Protein synthesis in pulmonary alveolar macrophages. Source of amino acids for leucyl-tRNA.

Extracellular, intracellular and tRNA-bound leucine pools of the adherent pulmonary alveolar macrophage were examined to determine the relationships between them and the precursor for protein synthesis. When cells were cultured in media of various leucine concentrations, the patterns of isotope distribution in intracellular and extracellular leucine did not correlate with the patterns seen in protein-bound leucine. hence, the free leucine pools cannot be used reliably as precursors for calculating rates of protein synthesis. tRNA-bound leucine, however, behaved isotopically as if it were the precursor.

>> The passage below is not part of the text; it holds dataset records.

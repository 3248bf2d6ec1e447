use std::iter::FusedIterator;

use crate::entry::Entry;
use crate::linked_list::{LinkedList, NodeHandle};

/// Borrowing iterator over the pairs of an [`OrderedMap`](crate::OrderedMap),
/// front to back. It walks the live list, so it also works from the back
/// and the two ends meet in the middle.
pub struct Iter<'a, K, V> {
    list: &'a LinkedList<Entry<K, V>>,
    front: Option<NodeHandle>,
    back: Option<NodeHandle>,
    remaining: usize,
}

impl<'a, K, V> Iter<'a, K, V> {
    pub(crate) fn new(list: &'a LinkedList<Entry<K, V>>) -> Self {
        Iter {
            list,
            front: list.front(),
            back: list.back(),
            remaining: list.len(),
        }
    }
}

impl<'a, K, V> Iterator for Iter<'a, K, V> {
    type Item = (&'a K, &'a V);

    fn next(&mut self) -> Option<Self::Item> {
        if self.remaining == 0 {
            return None;
        }

        let list = self.list;
        let node = self.front?;
        self.front = list.next(node);
        self.remaining -= 1;

        list.get(node).map(Entry::pair)
    }

    fn size_hint(&self) -> (usize, Option<usize>) {
        (self.remaining, Some(self.remaining))
    }
}

impl<'a, K, V> DoubleEndedIterator for Iter<'a, K, V> {
    fn next_back(&mut self) -> Option<Self::Item> {
        if self.remaining == 0 {
            return None;
        }

        let list = self.list;
        let node = self.back?;
        self.back = list.prev(node);
        self.remaining -= 1;

        list.get(node).map(Entry::pair)
    }
}

impl<K, V> ExactSizeIterator for Iter<'_, K, V> {}

impl<K, V> FusedIterator for Iter<'_, K, V> {}

impl<K, V> Clone for Iter<'_, K, V> {
    fn clone(&self) -> Self {
        Iter { ..*self }
    }
}

/// Iterator over the values of an [`OrderedMap`](crate::OrderedMap), in order.
pub struct Values<'a, K, V>(Iter<'a, K, V>);

impl<'a, K, V> Values<'a, K, V> {
    pub(crate) fn new(iter: Iter<'a, K, V>) -> Self {
        Values(iter)
    }
}

impl<'a, K, V> Iterator for Values<'a, K, V> {
    type Item = &'a V;

    fn next(&mut self) -> Option<Self::Item> {
        self.0.next().map(|(_, v)| v)
    }

    fn size_hint(&self) -> (usize, Option<usize>) {
        self.0.size_hint()
    }
}

impl<K, V> DoubleEndedIterator for Values<'_, K, V> {
    fn next_back(&mut self) -> Option<Self::Item> {
        self.0.next_back().map(|(_, v)| v)
    }
}

impl<K, V> ExactSizeIterator for Values<'_, K, V> {}

/// Owning iterator which takes the pairs out of a map in order.
pub struct IntoIter<K, V> {
    list: LinkedList<Entry<K, V>>,
}

impl<K, V> IntoIter<K, V> {
    pub(crate) fn new(list: LinkedList<Entry<K, V>>) -> Self {
        IntoIter { list }
    }
}

impl<K, V> Iterator for IntoIter<K, V> {
    type Item = (K, V);

    fn next(&mut self) -> Option<Self::Item> {
        self.list.pop_front().map(Entry::into_pair)
    }

    fn size_hint(&self) -> (usize, Option<usize>) {
        (self.list.len(), Some(self.list.len()))
    }
}

impl<K, V> DoubleEndedIterator for IntoIter<K, V> {
    fn next_back(&mut self) -> Option<Self::Item> {
        self.list.pop_back().map(Entry::into_pair)
    }
}

impl<K, V> ExactSizeIterator for IntoIter<K, V> {}
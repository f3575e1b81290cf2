//! HTTP error responses.

use axum::http::StatusCode;
use axum::response::{IntoResponse, Response};
use pr_report_core::Error;

/// Plain-text error response.
#[derive(Debug)]
pub struct ApiError {
    pub status: StatusCode,
    pub message: String,
}

impl ApiError {
    pub fn new(status: StatusCode, message: impl Into<String>) -> Self {
        Self {
            status,
            message: message.into(),
        }
    }

    pub fn unauthorized(message: impl Into<String>) -> Self {
        Self::new(StatusCode::UNAUTHORIZED, message)
    }

    pub fn internal(message: impl Into<String>) -> Self {
        Self::new(StatusCode::INTERNAL_SERVER_ERROR, message)
    }
}

/// Status code for an error.
pub fn status_for(error: &Error) -> StatusCode {
    match error {
        Error::InvalidDate(_) | Error::InvalidInput(_) => StatusCode::BAD_REQUEST,
        Error::Unauthorized(_) => StatusCode::UNAUTHORIZED,
        _ => StatusCode::INTERNAL_SERVER_ERROR,
    }
}

impl From<Error> for ApiError {
    fn from(error: Error) -> Self {
        Self::new(status_for(&error), error.to_string())
    }
}

impl IntoResponse for ApiError {
    fn into_response(self) -> Response {
        (self.status, self.message).into_response()
    }
}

Constant synthetic rates were calculated using the tRNA specific activity over a wide range of leucine concentrations. In addition, by measuring the tRNA-bound specific activities of three different amino acids, leucine, valine and phenylalanine, and their respective specific activities in protein, we were able to calculate independently three separate but identical synthetic rates. At physiological amino acid concentrations, the macrophage intracellular leucine pool and the tRNA-bound leucine pool received less than half of their amino acids from extracellular sources. At 5 mM external leucine, the intracellular specific activity was indistinguishable from that of the medium leucine, but the specific activity of the tRNA-bound leucine pool remained only about 50% that of the extracellular value. The most straightforward interpretation of why the tRNA-bound leucine did not flood with external label under conditions where the intracellular pool has reached equilibrium is to propose that some portion of the leucine for protein synthesis is derived directly from protein turnover before the degradation products have mixed with the common amino acid pool.